A PORTA
Husky
Eu só me lembro do que eu disse.
E nunca tinha dito tanto. Não assim, de uma vez. Me lembro que comecei
a falar e você gaguejou junto comigo, porque nós temos essa mania
de completar as frases juntos. Releio isso que acabei de escrever e achei patético.
Patético porque é romântico e fofo, e nós somos românticos
e fofos. Ou somos ou nenhum de nós queria ser. Essa mania de completar
as frases... Às vezes quero te fazer sumir da minha frente (talvez não
precise mais pensar nisso, já que você sumiu da minha vida). É
tão invasivo, tão egoísta você saber o que eu penso
assim, provocantemente antes de mim. E talvez por isso, por adivinhar, nós
gaguejamos. E quase choramos. Quase. Ficamos quietos e fechamos a porta atrás
de nós. Mas o que eu já sabia, e sentia e doía, era que
aquela porta que nós fechamos fecharia todas as outras pela nossa frente.
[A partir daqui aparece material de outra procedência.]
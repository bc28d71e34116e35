// SPDX-FileCopyrightText: 2026 Tally Contributors
// SPDX-License-Identifier: MIT OR Apache-2.0

//! Anthropic Messages API provider.

use std::time::Duration;

use async_trait::async_trait;
use reqwest::header::{HeaderMap, HeaderValue};
use serde::{Deserialize, Serialize};
use tally_core::{
    AdapterType, CompletionRequest, CompletionResponse, HealthStatus, PluginAdapter,
    ProviderAdapter, TallyError,
};
use tracing::info;

use crate::http;

/// Default API root; `/v1/messages` is appended.
const API_BASE_URL: &str = "https://api.anthropic.com";

const API_VERSION: &str = "2023-06-01";

#[derive(Debug, Serialize)]
struct MessageRequest<'a> {
    model: &'a str,
    max_tokens: u32,
    system: &'a str,
    messages: Vec<ApiMessage<'a>>,
}

#[derive(Debug, Serialize)]
struct ApiMessage<'a> {
    role: &'static str,
    content: &'a str,
}

#[derive(Debug, Deserialize)]
struct MessageResponse {
    model: String,
    content: Vec<ResponseContentBlock>,
}

#[derive(Debug, Deserialize)]
#[serde(tag = "type", rename_all = "snake_case")]
enum ResponseContentBlock {
    Text {
        text: String,
    },
    #[serde(other)]
    Other,
}

/// Anthropic Claude provider implementing [`ProviderAdapter`].
///
/// API key resolution order: config, then `ANTHROPIC_API_KEY`.
#[derive(Debug, Clone)]
pub struct AnthropicProvider {
    client: reqwest::Client,
    model: String,
    url: String,
    max_retries: u32,
}

impl AnthropicProvider {
    pub fn new(
        api_key: Option<&str>,
        model: impl Into<String>,
        base_url: Option<&str>,
    ) -> Result<Self, TallyError> {
        let api_key = http::resolve_api_key(api_key, "ANTHROPIC_API_KEY").ok_or_else(|| {
            TallyError::Config(
                "anthropic provider needs api_key or ANTHROPIC_API_KEY".to_string(),
            )
        })?;

        let mut headers = HeaderMap::new();
        headers.insert(
            "x-api-key",
            HeaderValue::from_str(&api_key)
                .map_err(|e| TallyError::Config(format!("invalid API key header value: {e}")))?,
        );
        headers.insert("anthropic-version", HeaderValue::from_static(API_VERSION));
        headers.insert("content-type", HeaderValue::from_static("application/json"));

        let model = model.into();
        let root = base_url.unwrap_or(API_BASE_URL).trim_end_matches('/');
        info!(model = %model, "Anthropic provider initialized");

        Ok(Self {
            client: http::build_client(headers, Duration::from_secs(60))?,
            model,
            url: format!("{root}/v1/messages"),
            max_retries: 1,
        })
    }

    pub fn model(&self) -> &str {
        &self.model
    }
}

#[async_trait]
impl PluginAdapter for AnthropicProvider {
    fn name(&self) -> &str {
        "anthropic"
    }

    fn version(&self) -> semver::Version {
        semver::Version::new(0, 1, 0)
    }

    fn adapter_type(&self) -> AdapterType {
        AdapterType::Provider
    }

    async fn health_check(&self) -> Result<HealthStatus, TallyError> {
        Ok(HealthStatus::Healthy)
    }

    async fn shutdown(&self) -> Result<(), TallyError> {
        Ok(())
    }
}

#[async_trait]
impl ProviderAdapter for AnthropicProvider {
    async fn complete(
        &self,
        request: CompletionRequest,
    ) -> Result<CompletionResponse, TallyError> {
        let body = MessageRequest {
            model: &self.model,
            max_tokens: request.max_tokens,
            system: &request.system,
            messages: vec![ApiMessage {
                role: "user",
                content: &request.prompt,
            }],
        };

        let raw = http::post_json(&self.client, &self.url, &body, self.max_retries, "Anthropic")
            .await?;
        let response: MessageResponse =
            serde_json::from_str(&raw).map_err(|e| TallyError::Provider {
                message: format!("failed to parse API response: {e}"),
                source: Some(Box::new(e)),
            })?;

        let text: String = response
            .content
            .into_iter()
            .filter_map(|block| match block {
                ResponseContentBlock::Text { text } => Some(text),
                ResponseContentBlock::Other => None,
            })
            .collect();
        if text.trim().is_empty() {
            return Err(TallyError::provider("Anthropic response had no text content"));
        }

        Ok(CompletionResponse {
            text,
            model: response.model,
        })
    }
}

#[cfg(test)]
mod tests {
    use super::*;
    use wiremock::matchers::{header, method, path};
    use wiremock::{Mock, MockServer, ResponseTemplate};

    fn test_provider(base_url: &str) -> AnthropicProvider {
        AnthropicProvider::new(Some("test-api-key"), "claude-haiku-4-5", Some(base_url)).unwrap()
    }

    fn test_request() -> CompletionRequest {
        CompletionRequest {
            system: "classify".into(),
            prompt: "Message: lunch 12".into(),
            max_tokens: 256,
        }
    }

    fn text_response(text: &str) -> serde_json::Value {
        serde_json::json!({
            "id": "msg_test",
            "type": "message",
            "role": "assistant",
            "content": [{"type": "text", "text": text}],
            "model": "claude-haiku-4-5",
            "stop_reason": "end_turn",
            "usage": {"input_tokens": 10, "output_tokens": 5}
        })
    }

    #[tokio::test]
    async fn complete_returns_text_and_sends_headers() {
        let server = MockServer::start().await;

        Mock::given(method("POST"))
            .and(path("/v1/messages"))
            .and(header("x-api-key", "test-api-key"))
            .and(header("anthropic-version", "2023-06-01"))
            .respond_with(
                ResponseTemplate::new(200).set_body_json(text_response(r#"{"action":"help"}"#)),
            )
            .mount(&server)
            .await;

        let provider = test_provider(&server.uri());
        let result = provider.complete(test_request()).await.unwrap();
        assert_eq!(result.text, r#"{"action":"help"}"#);
        assert_eq!(result.model, "claude-haiku-4-5");
    }

    #[tokio::test]
    async fn complete_retries_on_429() {
        let server = MockServer::start().await;

        Mock::given(method("POST"))
            .and(path("/v1/messages"))
            .respond_with(ResponseTemplate::new(429).set_body_json(serde_json::json!({
                "error": {"type": "rate_limit_error", "message": "Rate limited"}
            })))
            .up_to_n_times(1)
            .mount(&server)
            .await;

        Mock::given(method("POST"))
            .and(path("/v1/messages"))
            .respond_with(ResponseTemplate::new(200).set_body_json(text_response("after retry")))
            .mount(&server)
            .await;

        let result = test_provider(&server.uri())
            .complete(test_request())
            .await
            .unwrap();
        assert_eq!(result.text, "after retry");
    }

    #[tokio::test]
    async fn complete_fails_on_400_with_vendor_message() {
        let server = MockServer::start().await;

        Mock::given(method("POST"))
            .and(path("/v1/messages"))
            .respond_with(ResponseTemplate::new(400).set_body_json(serde_json::json!({
                "error": {"type": "invalid_request_error", "message": "Bad model"}
            })))
            .expect(1)
            .mount(&server)
            .await;

        let err = test_provider(&server.uri())
            .complete(test_request())
            .await
            .unwrap_err()
            .to_string();
        assert!(err.contains("invalid_request_error"), "got: {err}");
    }

    #[tokio::test]
    async fn empty_content_is_an_error() {
        let server = MockServer::start().await;

        Mock::given(method("POST"))
            .and(path("/v1/messages"))
            .respond_with(ResponseTemplate::new(200).set_body_json(serde_json::json!({
                "model": "claude-haiku-4-5",
                "content": [{"type": "thinking", "thinking": "hmm"}]
            })))
            .mount(&server)
            .await;

        assert!(
            test_provider(&server.uri())
                .complete(test_request())
                .await
                .is_err()
        );
    }

    #[tokio::test]
    async fn trailing_slash_in_base_url_is_tolerated() {
        let server = MockServer::start().await;

        Mock::given(method("POST"))
            .and(path("/v1/messages"))
            .respond_with(ResponseTemplate::new(200).set_body_json(text_response("ok")))
            .expect(1)
            .mount(&server)
            .await;

        let provider = test_provider(&format!("{}/", server.uri()));
        assert_eq!(provider.model(), "claude-haiku-4-5");
        assert_eq!(provider.complete(test_request()).await.unwrap().text, "ok");
    }
}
A porta, aquela porta, era a única que nós atravessaríamos
juntos. E nós a fechamos juntos, numa frase muda. Na nossa certeza de
que tudo começara e terminara ali, no clique da fechadura. Na escada
eu já não dizia mais nada. Não porque não soubesse
o que queria dizer. Na verdade, eu não queria ouvir. Rezava mentalmente
pra você não adivinhar e talvez, só uma vez, seguir um raciocínio
completamente diferente do meu. E esperava que você se virasse, olhasse
bem pra mim e mandasse o resto do mundo pro alto. Queria que você discordasse
de mim, só daquela vez. Mas acabou que eu me vejo em pé com o
telefone na mão, olhando seu número. Eu nunca aperto a tecla verde.
Nunca. Porque eu tenho tanto, mas tanto, mas tanto pra dizer que não
saberia encontrar uma forma pouco piegas de começar. Então, é
isso, querido. Mesmo depois de tanto tempo, você vai ter que adivinhar.